Test the BWS accessibility with PowerShell
The BWS client certificate can be tested with a simple command line request in Windows Powershell. The commandlet Invoke-WebRequest allows to send a POST request to the web service endpoint via HTTPS. You may need to install the Windows Management Framework 3.0 if you have an older Version of the Windows Power Shell to use Invoke-WebRequest. You can check if the commandlet is already installed with the command get-command Invoke-Webrequest.
Preparation
First install the certificate on your development workstation. You can check if the certificate is installed with following command using the thumbprint of the certificate:
PS C:\>get-childitem Cert:\CurrentUser\My\EC3D92ED490C41C1Y60CF20B0EC3C465313E192F Directory: Microsoft.PowerShell.Security\Certificate::CurrentUser\My Thumbprint Subject ---------- ------- EC3D92ED490C41C1Y60CF20E0BC3C465313E192F CN=BWS Trial Cert, O=BioID GmbH, S=Bavaria, C=DE
Next you have to prepare a SOAP envelope filestatus.xml
to POST to the BioID Web Service. This is a simple ASCII text file with the following content:
<?xml version="1.0" encoding="utf-8" ?> <soap:Envelope xmlns:soap="http://schemas.xmlsoap.org/soap/envelope/" xmlns:xsi="http://www.w3.org/2001/XMLSchema-instance" xmlns:xsd="http://www.w3.org/2001/XMLSchema"> <soap:Body> <Status xmlns="http://www.bioid.com/2011/12/bws"> <Status /> </Status> </soap:Body> </soap:Envelope>
Accessing the BioID Web Service
Now you can invoke the SOAP request with the envelope file.

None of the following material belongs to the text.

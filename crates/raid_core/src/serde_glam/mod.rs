mod vec2;

pub use vec2::Vector2;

Invoke-WebRequest -Uri https://bws.bioid.com/BioIDWebService.svc ` -CertificateThumbprint EC3D92ED490C41C1Y60CF20E0BC3C465313E192F ` -Method Post -ContentType "text/xml" ` -Headers @{SOAPAction="http://www.bioid.com/2011/12/bws/IBioIDWebService/Status"} ` -InFile status.xml
If the parameter -OutFile is used (e.g.-OutFile foo.xml) then the output will be saved as a XML file.OutputIf everything worked well you'll get an output similar to
StatusCode : 200 StatusDescription : OK Content : <s:Envelope xmlns:s="http://schemas.xmlsoap.org/soap/envelope/"><s:Body><StatusResponse xmlns="http://www.bioid.com/2011/12/bws"><StatusResult>true</StatusResult><status><?xml version="1.0" encodin... RawContent : HTTP/1.1 200 OK Content-Length: 917 Content-Type: text/xml; charset=utf-8 Date: Tue, 13 Nov 2012 09:05:37 GMT Server: Microsoft-IIS/7.5 X-Powered-By: ASP.NET <s:Envelope xmlns:s="http://schema... Forms : {} Headers : {[Content-Length, 917], [Content-Type, text/xml; charset=utf-8], [Date, Tue, 13 Nov 2012 09:05:37 GMT], [Server, Microsoft-IIS/7.5]...} Images : {} InputFields : {} Links : {} ParsedHtml : mshtml.HTMLDocumentClass RawContentLength : 917
If the certificate with the thumbprint used in the request is not installed on the local Workstation then the output will be similar to
Invoke-WebRequest : Unable to retrieve certificates because the thumbprint is not valid. Verify the thumbprint and retry.
The certificate is a valid client certificate but not registered at the BioID Web Service:
Invoke-WebRequest : <s:Envelope xmlns:s="http://schemas.xmlsoap.org/soap/envelope/"><s:Body><s:Fault><faultcode>s:Client</faultcode><faultstring xml:lang="en-US">Access to the requested service operation has been denied.</faultstring><detail><BioIDWebServiceFault xmlns="http://schemas.bioid.com/2011/12/bws" xmlns:i="http://www.w3.org/2001/XMLSchema-instance"><Code>AccessDenied</Code><Message>The client does not have the necessary claims assigned to access the requested resources.</Message></BioIDWebServiceFault></detail></s:Fault></s:Body></s:Envelope>
The client certificate is invalid, e.g. expired:
Invoke-WebRequest : Server Error 403 - Forbidden: Access is denied. You do not have permission to view this directory or page using the credentials that you supplied.